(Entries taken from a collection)
——

//! Flag records as persisted in the flag store.

use chrono::{DateTime, Utc};
use serde::{Deserialize, Serialize};

/// Upper bound of a rollout percentage.
pub const MAX_ROLLOUT: u8 = 100;

/// Clamp an arbitrary rollout input into `[0, 100]`.
///
/// Out-of-range values are accepted and clamped, never rejected.
pub fn clamp_percentage(value: i32) -> u8 {
    value.clamp(0, MAX_ROLLOUT as i32) as u8
}

/// A persisted feature flag.
///
/// Rows use snake_case columns, so a store row decodes directly:
///
/// ```
/// use flag_kit::FlagRecord;
///
/// let row = r#"{
///     "name": "new_checkout",
///     "enabled": true,
///     "rollout_percentage": 25,
///     "description": "Staged checkout redesign",
///     "created_at": "2024-01-01T00:00:00Z",
///     "updated_at": "2024-01-02T00:00:00Z"
/// }"#;
///
/// let record: FlagRecord = serde_json::from_str(row).unwrap();
/// assert_eq!(record.rollout_percentage, 25);
/// ```
///
/// Columns other than `name` fall back to defaults when absent; delete
/// events from a change feed often carry nothing but the key.
#[derive(Clone, Debug, PartialEq, Eq, Serialize, Deserialize)]
pub struct FlagRecord {
    /// Unique, immutable flag name.
    pub name: String,

    /// Master switch. When false the rollout percentage is ignored.
    #[serde(default)]
    pub enabled: bool,

    /// Share of users receiving the feature when `enabled`, in `[0, 100]`.
    #[serde(default, deserialize_with = "deserialize_percentage")]
    pub rollout_percentage: u8,

    #[serde(default)]
    pub description: Option<String>,

    #[serde(default)]
    pub created_at: DateTime<Utc>,

    #[serde(default)]
    pub updated_at: DateTime<Utc>,
}

impl FlagRecord {
    /// Build a new record stamped with the current time.
    pub fn new(name: impl Into<String>, enabled: bool, rollout_percentage: i32) -> Self {
        let now = Utc::now();
        FlagRecord {
            name: name.into(),
            enabled,
            rollout_percentage: clamp_percentage(rollout_percentage),
            description: None,
            created_at: now,
            updated_at: now,
        }
    }

    pub fn with_description(mut self, description: impl Into<String>) -> Self {
        self.description = Some(description.into());
        self
    }

    /// Apply a partial update, refreshing `updated_at` from the patch.
    pub fn apply(&mut self, patch: &FlagPatch) {
        if let Some(enabled) = patch.enabled {
            self.enabled = enabled;
        }
        if let Some(pct) = patch.rollout_percentage {
            self.rollout_percentage = pct.min(MAX_ROLLOUT);
        }
        self.updated_at = patch.updated_at;
    }
}

/// Partial update written by `FlagStore::update`.
#[derive(Clone, Debug, PartialEq, Eq, Serialize)]
pub struct FlagPatch {
    pub enabled: Option<bool>,

    #[serde(skip_serializing_if = "Option::is_none")]
    pub rollout_percentage: Option<u8>,

    pub updated_at: DateTime<Utc>,
}

impl FlagPatch {
    /// Patch for `updateFlag(name, enabled, rollout?)`. The percentage is clamped.
    pub fn toggle(enabled: bool, rollout_percentage: Option<i32>) -> Self {
        FlagPatch {
            enabled: Some(enabled),
            rollout_percentage: rollout_percentage.map(clamp_percentage),
            updated_at: Utc::now(),
        }
    }
}

// Stores are not guaranteed to enforce the range check, so rows are clamped on read.
fn deserialize_percentage<'de, D>(deserializer: D) -> std::result::Result<u8, D::Error>
where
    D: serde::Deserializer<'de>,
{
    let raw = i64::deserialize(deserializer)?;
    Ok(raw.clamp(0, MAX_ROLLOUT as i64) as u8)
}
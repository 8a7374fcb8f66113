//! Change feed: push notifications for inserted, updated and deleted flags.
//!
//! A [`ChangeFeed`] hands out a [`ChangeStream`]. The manager drains it on a
//! background task; dropping the stream is how a consumer unsubscribes.

use crate::error::{Error, Result};
use crate::record::FlagRecord;
use futures::stream::BoxStream;
use serde::Deserialize;
use serde_json::Value;

/// A single change to the flag table.
#[derive(Clone, Debug, PartialEq, Eq)]
pub enum ChangeEvent {
    Inserted(FlagRecord),
    Updated(FlagRecord),
    /// The record may carry only its `name`; other columns are defaults.
    Deleted(FlagRecord),
}

impl ChangeEvent {
    pub fn record(&self) -> &FlagRecord {
        match self {
            ChangeEvent::Inserted(r) | ChangeEvent::Updated(r) | ChangeEvent::Deleted(r) => r,
        }
    }

    pub fn name(&self) -> &str {
        &self.record().name
    }

    pub fn kind(&self) -> &'static str {
        match self {
            ChangeEvent::Inserted(_) => "INSERT",
            ChangeEvent::Updated(_) => "UPDATE",
            ChangeEvent::Deleted(_) => "DELETE",
        }
    }

    /// Decode a realtime-style payload.
    ///
    /// ```
    /// use flag_kit::ChangeEvent;
    /// use serde_json::json;
    ///
    /// let payload = json!({
    ///     "eventType": "DELETE",
    ///     "new": {},
    ///     "old": { "name": "legacy_nav" }
    /// });
    ///
    /// let event = ChangeEvent::from_payload(&payload).unwrap();
    /// assert!(matches!(event, ChangeEvent::Deleted(ref r) if r.name == "legacy_nav"));
    /// ```
    ///
    /// # Errors
    ///
    /// `Error::InvalidPayload` for unknown event types or rows without a `name`.
    pub fn from_payload(payload: &Value) -> Result<Self> {
        let raw = RawChange::deserialize(payload)?;
        match raw.event_type.to_ascii_uppercase().as_str() {
            "INSERT" => Ok(ChangeEvent::Inserted(decode_row(raw.new)?)),
            "UPDATE" => Ok(ChangeEvent::Updated(decode_row(raw.new)?)),
            "DELETE" => Ok(ChangeEvent::Deleted(decode_row(raw.old)?)),
            other => Err(Error::InvalidPayload(format!(
                "unknown event type: {}",
                other
            ))),
        }
    }
}

#[derive(Deserialize)]
#[serde(rename_all = "camelCase")]
struct RawChange {
    event_type: String,
    #[serde(default)]
    new: Option<Value>,
    #[serde(default)]
    old: Option<Value>,
}

fn decode_row(row: Option<Value>) -> Result<FlagRecord> {
    let row = row.ok_or_else(|| Error::InvalidPayload("missing row".to_string()))?;
    Ok(serde_json::from_value(row)?)
}

/// Stream of change events. Dropping it ends the subscription.
pub type ChangeStream = BoxStream<'static, ChangeEvent>;

/// Trait for change feed implementations.
///
/// Implementations adapt a push channel (websocket, LISTEN/NOTIFY, message
/// bus) into a [`ChangeStream`]. Each call to `subscribe` yields an
/// independent stream.
pub trait ChangeFeed: Send + Sync {
    /// Open a new subscription.
    ///
    /// # Errors
    /// `Error::FeedError` if the channel cannot be opened
    fn subscribe(&self) -> Result<ChangeStream>;
}

// ============================================================================
// In-Memory Feed
// ============================================================================

#[cfg(feature = "inmemory")]
pub use self::memory::InMemoryChangeFeed;

#[cfg(feature = "inmemory")]
mod memory {
    use super::{ChangeEvent, ChangeFeed, ChangeStream};
    use crate::error::Result;
    use futures::StreamExt;
    use tokio::sync::broadcast;
    use tokio::sync::broadcast::error::RecvError;

    const DEFAULT_CAPACITY: usize = 256;

    /// Broadcast-backed feed for tests and single-process deployments.
    ///
    /// Slow subscribers that fall more than `capacity` events behind skip the
    /// missed events with a warning; the TTL still bounds their staleness.
    #[derive(Clone)]
    pub struct InMemoryChangeFeed {
        sender: broadcast::Sender<ChangeEvent>,
    }

    impl InMemoryChangeFeed {
        pub fn new() -> Self {
            Self::with_capacity(DEFAULT_CAPACITY)
        }

        pub fn with_capacity(capacity: usize) -> Self {
            let (sender, _) = broadcast::channel(capacity);
            InMemoryChangeFeed { sender }
        }

        /// Push an event to every open stream. Returns how many received it.
        pub fn publish(&self, event: ChangeEvent) -> usize {
            debug!("Feed publish {} {}", event.kind(), event.name());
            self.sender.send(event).unwrap_or(0)
        }

        /// Number of open streams.
        pub fn subscriber_count(&self) -> usize {
            self.sender.receiver_count()
        }
    }

    impl Default for InMemoryChangeFeed {
        fn default() -> Self {
            Self::new()
        }
    }

    impl ChangeFeed for InMemoryChangeFeed {
        fn subscribe(&self) -> Result<ChangeStream> {
            let receiver = self.sender.subscribe();
            let stream = futures::stream::unfold(receiver, |mut receiver| async move {
                loop {
                    match receiver.recv().await {
                        Ok(event) => return Some((event, receiver)),
                        Err(RecvError::Lagged(skipped)) => {
                            warn!("Change feed subscriber lagged, skipped {} events", skipped);
                        }
                        Err(RecvError::Closed) => return None,
                    }
                }
            });
            Ok(stream.boxed())
        }
    }
}

#[cfg(test)]
mod tests {
    use super::*;
    use serde_json::json;

    #[test]
    fn test_decode_insert() {
        let payload = json!({
            "eventType": "INSERT",
            "new": {
                "name": "beta_dashboard",
                "enabled": true,
                "rollout_percentage": 40,
                "description": null,
                "created_at": "2024-03-01T10:00:00Z",
                "updated_at": "2024-03-01T10:00:00Z"
            },
            "old": {}
        });

        let event = ChangeEvent::from_payload(&payload).expect("Failed to decode");
        assert_eq!(event.kind(), "INSERT");
        assert_eq!(event.name(), "beta_dashboard");
        assert_eq!(event.record().rollout_percentage, 40);
    }

    #[test]
    fn test_decode_update() {
        let payload = json!({
            "eventType": "UPDATE",
            "new": { "name": "beta_dashboard", "enabled": false, "rollout_percentage": 40 }
        });

        let event = ChangeEvent::from_payload(&payload).expect("Failed to decode");
        assert!(matches!(event, ChangeEvent::Updated(ref r) if !r.enabled));
    }

    #[test]
    fn test_decode_delete_uses_old_row() {
        let payload = json!({
            "eventType": "DELETE",
            "new": {},
            "old": { "name": "beta_dashboard" }
        });

        let event = ChangeEvent::from_payload(&payload).expect("Failed to decode");
        assert!(matches!(event, ChangeEvent::Deleted(_)));
        assert_eq!(event.name(), "beta_dashboard");
    }

    #[test]
    fn test_decode_rejects_unknown_type() {
        let payload = json!({ "eventType": "TRUNCATE", "new": {}, "old": {} });
        let err = ChangeEvent::from_payload(&payload).expect_err("should fail");
        assert!(matches!(err, Error::InvalidPayload(_)));
    }

    #[test]
    fn test_decode_rejects_row_without_name() {
        let payload = json!({ "eventType": "INSERT", "new": { "enabled": true } });
        assert!(ChangeEvent::from_payload(&payload).is_err());
    }

    #[cfg(feature = "inmemory")]
    #[tokio::test]
    async fn test_in_memory_feed_fan_out() {
        use futures::StreamExt;

        let feed = InMemoryChangeFeed::new();
        let mut first = feed.subscribe().expect("subscribe");
        let mut second = feed.subscribe().expect("subscribe");
        assert_eq!(feed.subscriber_count(), 2);

        let event = ChangeEvent::Inserted(FlagRecord::new("a", true, 10));
        assert_eq!(feed.publish(event.clone()), 2);

        assert_eq!(first.next().await, Some(event.clone()));
        assert_eq!(second.next().await, Some(event));

        drop(first);
        assert_eq!(feed.subscriber_count(), 1);
    }

    #[cfg(feature = "inmemory")]
    #[test]
    fn test_publish_without_subscribers() {
        let feed = InMemoryChangeFeed::new();
        let event = ChangeEvent::Deleted(FlagRecord::new("a", false, 0));
        assert_eq!(feed.publish(event), 0);
    }
}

——

◆ YOUR TASK: Pull out every line above that holds the word "const".

◆ PROBLEM SOLUTION:
pub const MAX_ROLLOUT: u8 = 100;
    const DEFAULT_CAPACITY: usize = 256;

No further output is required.